Authorities found a bear in the same trap where they detected paw prints Saturday in the remote Cherokee National Forest Chilhowee Recreation Area, U.S. Forest Service spokeswoman Sharon Moore said.

The bear, which was captured near the site of the attack, looked to be the same weight as the 350- to 400-pound bear that attacked a mother and her two children on a trail in the recreation area Thursday, Moore said.

“We’re very hopeful this is the bear,” Moore said. “It’s basically the same size bear. There’s truly not that many bears in the 5,000 acres we have closed off.”

Authorities killed the bear Sunday and send its body to the University of Tennessee’s College of Veterinary Medicine in Knoxville.

Animal experts plan to compare the bear with hairs that were shed during the attack, said Bob Miller, a spokesman for Cherokee National Forest and Great Smoky Mountains National Park.
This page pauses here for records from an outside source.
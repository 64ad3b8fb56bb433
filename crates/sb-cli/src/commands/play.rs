//! Interactive terminal playback.

use std::cell::RefCell;
use std::io::{self, BufRead, Write};
use std::path::Path;
use std::rc::Rc;
use std::time::Instant;

use colored::Colorize;
use sb_engine::{Phase, StoryEngine, StoryEventKind};

pub fn run(file: &Path, speed: f64) -> Result<(), String> {
    let graph = super::load_story(file)?;
    let mut engine = StoryEngine::new(graph);
    engine.set_text_speed(speed);

    let pending: Rc<RefCell<Vec<StoryEventKind>>> = Rc::new(RefCell::new(Vec::new()));
    let sink = Rc::clone(&pending);
    engine.on_any(move |event| sink.borrow_mut().push(event.kind.clone()));

    engine.start().map_err(|e| e.to_string())?;

    let stdin = io::stdin();
    let mut input = stdin.lock();
    let mut clock = Instant::now();

    loop {
        render(&pending);
        match engine.phase() {
            // Lines are printed whole, so a partial reveal is just completed.
            Phase::Dialogue => engine.advance().map_err(|e| e.to_string())?,
            Phase::AwaitingInput => {
                if !wait_for_enter(&mut input)? {
                    break; // EOF quits
                }
                engine
                    .update(clock.elapsed().as_secs_f64())
                    .map_err(|e| e.to_string())?;
                clock = Instant::now();
                engine.advance().map_err(|e| e.to_string())?;
            }
            Phase::Choices => {
                let count = engine.current_choices().len();
                let Some(index) = read_selection(&mut input, count)? else {
                    break;
                };
                engine
                    .update(clock.elapsed().as_secs_f64())
                    .map_err(|e| e.to_string())?;
                clock = Instant::now();
                engine.select_choice(index).map_err(|e| e.to_string())?;
            }
            Phase::Ended => break,
            Phase::Idle | Phase::Halted => return Err("story stopped unexpectedly".into()),
        }
    }
    render(&pending);

    Ok(())
}

/// Print everything the engine reported since the last call.
fn render(pending: &Rc<RefCell<Vec<StoryEventKind>>>) {
    for event in pending.borrow_mut().drain(..) {
        match event {
            StoryEventKind::BackgroundChange { location } => {
                println!("{}", format!("[{location}]").dimmed());
            }
            StoryEventKind::BgmPlay { track } => {
                println!("{}", format!("♪ {track}").dimmed());
            }
            StoryEventKind::CharacterEnter { id, .. } => {
                println!("{}", format!("{id} enters.").dimmed());
            }
            StoryEventKind::CharacterExit { id } => {
                println!("{}", format!("{id} leaves.").dimmed());
            }
            StoryEventKind::DialogueStart { speaker, text, .. } => match speaker {
                Some(speaker) => {
                    println!("{}: {text}", speaker.to_string().cyan().bold());
                }
                None => println!("{}", text.italic()),
            },
            StoryEventKind::ChoicesShown { choices, .. } => {
                println!();
                for (i, choice) in choices.iter().enumerate() {
                    println!("  {} {}", format!("[{}]", i + 1).yellow(), choice.text);
                }
            }
            StoryEventKind::EndingReached {
                ending_type,
                playtime_seconds,
                ..
            } => {
                println!();
                let label = ending_type.unwrap_or_else(|| "the end".into());
                println!("{}", format!("— {label} —").green().bold());
                println!("{}", format!("playtime: {playtime_seconds:.0}s").dimmed());
            }
            _ => {}
        }
    }
}

/// Returns `false` on EOF.
fn wait_for_enter(input: &mut impl BufRead) -> Result<bool, String> {
    print!("{}", "▸ ".dimmed());
    io::stdout().flush().map_err(|e| e.to_string())?;
    let mut line = String::new();
    let read = input.read_line(&mut line).map_err(|e| e.to_string())?;
    Ok(read > 0)
}

/// Prompt until a valid 1-based selection is entered. `None` on EOF.
fn read_selection(input: &mut impl BufRead, count: usize) -> Result<Option<usize>, String> {
    loop {
        print!("{}", "? ".yellow());
        io::stdout().flush().map_err(|e| e.to_string())?;
        let mut line = String::new();
        if input.read_line(&mut line).map_err(|e| e.to_string())? == 0 {
            return Ok(None);
        }
        match line.trim().parse::<usize>() {
            Ok(n) if (1..=count).contains(&n) => return Ok(Some(n - 1)),
            _ => println!("  enter a number between 1 and {count}"),
        }
    }
}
The experts also will look for gunshot wounds since the bear that attacked the family was shot.

A bear attacked and killed Elora Petrasek on Thursday afternoon as she and her family were leaving a waterfall pool on an 1,800-foot-high mountaintop, about 10 miles from the nearest highway.

The bear bit the girl’s 2-year-old brother, Luke Cenkus, on his head and punctured his skull, officials said. Their mother, Susan Cenkus, 45, tried to fend off the bear with rocks and sticks, but the bear attacked her, dragging her yards off the trail.

Elora apparently ran away, and almost an hour passed before a rescuer found her body about 100 yards off the trail with the bear.

The man said he shot twice at the bear with a pistol before it ran away.

Luke Cenkus was in fair condition and Susan Cenkus remained in critical condition, hospital officials said Sunday. Doctors said they expected both to recover.

The family from Clyde, Ohio, had stopped at the forest recreation area Thursday while they were in the area to visit Susan Cenkus’ eldest son, a music student at Lee University in Cleveland, near Chattanooga.